We got about three or four inches of snow at our house yesterday, but I'm telling you, I feel spring in the air. I can't explain why or how I've come to this conclusion, but I just can tell that it's around the corner. Punxsutawney Phil has my back on this.

This is the time of year when I start planning my garden and ordering seeds. The idea of ordering seeds makes me a little giddy (this is my favorite place online to order seeds) -- I love flipping through catalogs, checking out all the different varieties, consulting my Western Garden Book to make sure what I like grows in my area, and planning out where I'll put them in my garden. (insert sigh of contentment here)

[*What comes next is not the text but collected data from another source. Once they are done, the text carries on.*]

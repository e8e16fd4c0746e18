//! Landing page contact form.

use auth::{ContactInput, Field, FieldValidationState, Workflow};
use dioxus::prelude::*;

use crate::forms::{reset_fields, show_report, FormField};
use crate::provider::use_auth;

const SERVICES: [&str; 5] = [
    "Web Development",
    "Mobile Apps",
    "AI Solutions",
    "Cloud Services",
    "Consulting",
];

#[component]
pub fn ContactForm() -> Element {
    let ctx = use_auth();
    let name = use_signal(String::new);
    let email = use_signal(String::new);
    let phone = use_signal(String::new);
    let mut service = use_signal(String::new);
    let message = use_signal(String::new);
    let name_status = use_signal(FieldValidationState::default);
    let email_status = use_signal(FieldValidationState::default);
    let phone_status = use_signal(FieldValidationState::default);
    let service_status = use_signal(FieldValidationState::default);
    let mut message_status = use_signal(FieldValidationState::default);
    let busy = ctx.is_busy(Workflow::Contact);

    let handle_submit = {
        let ctx = ctx.clone();
        move |evt: FormEvent| {
            evt.prevent_default();
            let ctx = ctx.clone();
            spawn(async move {
                let input = ContactInput {
                    name: name(),
                    email: email(),
                    phone: phone(),
                    service: service(),
                    message: message(),
                };
                let outcome = ctx.controller.submit_contact(&input).await;
                if let Some(report) = outcome.report() {
                    show_report(
                        report,
                        &mut [
                            (Field::Name, name_status),
                            (Field::Email, email_status),
                            (Field::Phone, phone_status),
                            (Field::Service, service_status),
                            (Field::Message, message_status),
                        ],
                    );
                } else if outcome.is_success() {
                    reset_fields(&mut [
                        (name, name_status),
                        (email, email_status),
                        (phone, phone_status),
                        (service, service_status),
                        (message, message_status),
                    ]);
                }
                ctx.settle(&outcome);
            });
        }
    };

    let service_error = match service_status() {
        FieldValidationState::Invalid(message) => Some(message),
        _ => None,
    };
    let message_error = match message_status() {
        FieldValidationState::Invalid(message) => Some(message),
        _ => None,
    };

    rsx! {
        form {
            class: "contact-form",
            onsubmit: handle_submit,
            FormField { field: Field::Name, label: "Name", value: name, status: name_status }
            FormField {
                field: Field::Email,
                label: "Email",
                input_type: "email",
                value: email,
                status: email_status,
            }
            FormField {
                field: Field::Phone,
                label: "Phone",
                input_type: "tel",
                required: false,
                value: phone,
                status: phone_status,
            }
            div {
                class: "form-group",
                label { r#for: "service", "Service" }
                select {
                    id: "service",
                    name: "service",
                    value: service(),
                    onchange: move |evt: FormEvent| service.set(evt.value()),
                    option { value: "", "Select a service" }
                    for option_name in SERVICES {
                        option { value: option_name, "{option_name}" }
                    }
                }
                if let Some(error) = service_error {
                    span { class: "error-message", "{error}" }
                }
            }
            div {
                class: "form-group",
                label { r#for: "message", "Message" }
                textarea {
                    id: "message",
                    name: "message",
                    rows: 5,
                    value: message(),
                    oninput: move |evt: FormEvent| {
                        let mut message = message;
                        message.set(evt.value());
                    },
                    onblur: move |_| {
                        message_status.set(auth::validate_field(Field::Message, &message(), true));
                    },
                }
                if let Some(error) = message_error {
                    span { class: "error-message", "{error}" }
                }
            }
            button {
                class: "btn btn-primary",
                r#type: "submit",
                disabled: busy,
                if busy { "Sending..." } else { "Send Message" }
            }
        }
    }
}
//! Login, signup and password reset page.

use dioxus::prelude::*;
use ui::{use_auth, AuthPanel};

use crate::Route;

#[component]
pub fn AuthPage() -> Element {
    let ctx = use_auth();
    let state = (ctx.state)();
    let site_name = ctx.controller.settings().site_name.clone();
    let label = state.nav_label();

    rsx! {
        div {
            class: "auth-container",
            Link { class: "nav-brand", to: Route::Home {}, "{site_name}" }
            if !state.loading && state.is_signed_in() {
                p {
                    class: "form-hint",
                    "You're signed in as {label}. "
                    Link { to: Route::Home {}, "Back to the home page" }
                }
            }
            AuthPanel {}
        }
    }
}
//! Authentication context for the UI.

use std::collections::HashMap;
use std::rc::Rc;

use api::firebase::{FirebaseAuth, Firestore};
use api::Settings;
use auth::{
    AuthController, AuthEnv, AuthForm, AuthState, Clock, FlowSettings, NotificationState,
    TimerTicket, Workflow, WorkflowOutcome, WorkflowPhase,
};
use dioxus::prelude::*;

use crate::host::{BrowserClock, GoogleRedirect, PageNavigator};

/// Shared handle on the controller and the signals mirroring its state.
#[derive(Clone)]
pub struct AuthContext {
    pub controller: Rc<AuthController>,
    pub google: Rc<GoogleRedirect>,
    pub state: Signal<AuthState>,
    pub notification: Signal<NotificationState>,
    pub phases: Signal<HashMap<Workflow, WorkflowPhase>>,
    pub active_form: Signal<AuthForm>,
}

impl PartialEq for AuthContext {
    fn eq(&self, other: &Self) -> bool {
        Rc::ptr_eq(&self.controller, &other.controller)
    }
}

impl AuthContext {
    /// Whether `workflow`'s submit control should be disabled.
    pub fn is_busy(&self, workflow: Workflow) -> bool {
        self.phases.read().get(&workflow) == Some(&WorkflowPhase::Submitting)
    }

    pub fn drive(&self, ticket: TimerTicket) {
        let controller = self.controller.clone();
        spawn(async move { controller.drive(ticket).await });
    }

    /// Start the timers a workflow armed and refresh the session state.
    pub fn settle(&self, outcome: &WorkflowOutcome) {
        for ticket in &outcome.timers {
            self.drive(ticket.clone());
        }
        let mut state = self.state;
        state.set(self.controller.auth_state());
    }

    /// Start Google sign-in. The workflow itself runs when Google sends the
    /// browser back.
    pub fn start_google_sign_in(&self) {
        if let Err(e) = self.google.start() {
            self.drive(self.controller.social_sign_in_failed(&e));
        }
    }

    pub fn dismiss_notification(&self) {
        if let Some(ticket) = self.controller.hide_message() {
            self.drive(ticket);
        }
    }
}

/// Get the authentication context provided by [`AuthProvider`].
pub fn use_auth() -> AuthContext {
    use_context::<AuthContext>()
}

fn build_controller(active_form: Signal<AuthForm>) -> (AuthController, GoogleRedirect) {
    let settings = Settings::new().unwrap_or_else(|e| {
        tracing::warn!("Falling back to default settings: {}", e);
        Settings::default()
    });
    let firebase = Rc::new(FirebaseAuth::new(&settings.firebase));
    let firestore = Rc::new(Firestore::new(&settings.firebase, firebase.clone()));
    let google = GoogleRedirect::new(
        firebase.clone(),
        settings.firebase.google_client_id.clone(),
        settings.site.auth_path.clone(),
    );
    let env = AuthEnv {
        identity: firebase,
        store: firestore,
        clock: Rc::new(BrowserClock),
        navigator: Rc::new(PageNavigator { active_form }),
    };
    let controller = AuthController::new(env, FlowSettings::from_settings(&settings));
    (controller, google)
}

/// Provider component that owns the auth controller.
/// Wrap your app with this component to enable authentication.
#[component]
pub fn AuthProvider(children: Element) -> Element {
    let active_form = use_signal(|| AuthForm::Login);
    let state = use_signal(AuthState::default);
    let notification = use_signal(NotificationState::default);
    let phases = use_signal(HashMap::new);

    let (controller, google) = use_hook(|| {
        let (controller, google) = build_controller(active_form);
        let controller = Rc::new(controller);
        controller.notifications().set_listener(move |current| {
            let mut notification = notification;
            notification.set(current.clone());
        });
        controller.set_phase_listener(move |workflow, phase| {
            let mut phases = phases;
            phases.write().insert(workflow, phase);
        });
        (controller, Rc::new(google))
    });

    let ctx = use_context_provider(|| AuthContext {
        controller: controller.clone(),
        google: google.clone(),
        state,
        notification,
        phases,
        active_form,
    });

    // Resume the stored session, then finish a Google sign-in if the
    // browser just came back from Google
    use_effect({
        let ctx = ctx.clone();
        move || {
            let ctx = ctx.clone();
            spawn(async move {
                let mut state = ctx.state;
                state.set(ctx.controller.restore_session().await);
                match ctx.google.take_credential() {
                    Ok(true) => {
                        let outcome = ctx.controller.social_sign_in().await;
                        ctx.settle(&outcome);
                    }
                    Ok(false) => {}
                    Err(e) => ctx.drive(ctx.controller.social_sign_in_failed(&e)),
                }
            });
        }
    });

    // Activity heartbeat while signed in
    use_effect({
        let controller = controller.clone();
        move || {
            let controller = controller.clone();
            spawn(async move {
                let interval = controller.settings().activity_interval;
                loop {
                    BrowserClock.sleep(interval).await;
                    if state.peek().is_signed_in() {
                        controller.record_activity().await;
                    }
                }
            });
        }
    });

    rsx! {
        {children}
    }
}
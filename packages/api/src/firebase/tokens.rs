//! Where the refresh token of a signed-in user is kept between page loads.
//!
//! | Persistence | Browser storage | Survives |
//! |-------------|-----------------|----------|
//! | `Durable` | `localStorage` | reloads and browser restarts |
//! | `Session` | `sessionStorage` | reloads within the same tab |

use std::cell::RefCell;
use std::rc::Rc;

use crate::identity::Persistence;

pub const REFRESH_TOKEN_KEY: &str = "site.auth.refreshToken";

/// Storage slots for a refresh token, one per persistence mode.
pub trait TokenStore {
    fn load(&self, mode: Persistence) -> Option<String>;
    fn save(&self, mode: Persistence, refresh_token: &str);
    fn clear(&self, mode: Persistence);
}

/// In-process slots. Used outside the browser.
#[derive(Default)]
pub struct MemoryTokenStore {
    durable: RefCell<Option<String>>,
    session: RefCell<Option<String>>,
}

impl MemoryTokenStore {
    fn slot(&self, mode: Persistence) -> &RefCell<Option<String>> {
        match mode {
            Persistence::Durable => &self.durable,
            Persistence::Session => &self.session,
        }
    }

    /// What closing the browser does to `sessionStorage`.
    pub fn end_browser_session(&self) {
        self.session.borrow_mut().take();
    }
}

impl TokenStore for MemoryTokenStore {
    fn load(&self, mode: Persistence) -> Option<String> {
        self.slot(mode).borrow().clone()
    }

    fn save(&self, mode: Persistence, refresh_token: &str) {
        *self.slot(mode).borrow_mut() = Some(refresh_token.to_string());
    }

    fn clear(&self, mode: Persistence) {
        self.slot(mode).borrow_mut().take();
    }
}

/// `localStorage` / `sessionStorage` of the current window.
#[cfg(target_arch = "wasm32")]
pub struct BrowserTokenStore;

#[cfg(target_arch = "wasm32")]
impl BrowserTokenStore {
    fn storage(mode: Persistence) -> Option<web_sys::Storage> {
        let window = web_sys::window()?;
        let storage = match mode {
            Persistence::Durable => window.local_storage(),
            Persistence::Session => window.session_storage(),
        };
        storage.ok().flatten()
    }
}

#[cfg(target_arch = "wasm32")]
impl TokenStore for BrowserTokenStore {
    fn load(&self, mode: Persistence) -> Option<String> {
        Self::storage(mode)?.get_item(REFRESH_TOKEN_KEY).ok().flatten()
    }

    fn save(&self, mode: Persistence, refresh_token: &str) {
        let saved = Self::storage(mode).map(|s| s.set_item(REFRESH_TOKEN_KEY, refresh_token));
        if !matches!(saved, Some(Ok(()))) {
            tracing::warn!("Could not store the refresh token ({:?})", mode);
        }
    }

    fn clear(&self, mode: Persistence) {
        if let Some(storage) = Self::storage(mode) {
            let _ = storage.remove_item(REFRESH_TOKEN_KEY);
        }
    }
}

/// The browser's storage on wasm, memory elsewhere.
pub fn default_token_store() -> Rc<dyn TokenStore> {
    #[cfg(target_arch = "wasm32")]
    {
        Rc::new(BrowserTokenStore)
    }
    #[cfg(not(target_arch = "wasm32"))]
    {
        Rc::new(MemoryTokenStore::default())
    }
}

#[cfg(test)]
mod tests {
    use super::*;

    #[test]
    fn test_slots_are_independent() {
        let tokens = MemoryTokenStore::default();
        tokens.save(Persistence::Durable, "d");
        tokens.save(Persistence::Session, "s");

        tokens.end_browser_session();
        assert_eq!(tokens.load(Persistence::Durable).as_deref(), Some("d"));
        assert_eq!(tokens.load(Persistence::Session), None);

        tokens.clear(Persistence::Durable);
        assert_eq!(tokens.load(Persistence::Durable), None);
    }
}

And as if that wasn't exciting enough, I'm gearing up to start my tender crop seeds again with the help of empty milk jugs. That's where the gentle reminder mentioned in the title comes into play:  are you saving your milk jugs? If not, you still have time! Once you finish a gallon of milk (or, as it goes at my house, a gallon of vinegar), rinse it out, remove the cap (more on that in a bit), and set it aside (though you could start some of your seeds right now, depending on what you're growing and where you live).

Are you reading all of this and thinking, "What on earth is she talking about?"  Basically, with a tiny bit of alteration (emphasis on tiny), you can turn an empty gallon-sized jug into a mini-greenhouse. This allows you to start your seeds outdoors with minimal effort. No need for special lighting or seed-starting kits or finding the space in your house for a seed-starting operation. Besides actually planting a seed directly into your garden, this is as easy as seed starting gets!

Want to learn more? You can read the a couple posts I wrote last year about my experience with mini-greenhouses:  "In the Backyard: My Milk Jug Mini-Greenhouses" and "How Empty Milk Jugs Changed My Garden".

I must give credit where it is due -- I first learned about this seed starting technique (called winter-sowing) from the blog, A Garden for the House. It's a lovely blog, full of great ideas. (Plus he seems like such a nice guy. I want to tour his mid-1800s house, chat with him about gardening, and enjoy his charlotte almondine.) You can find all of his winter-sowing posts here.  I highly recommend it.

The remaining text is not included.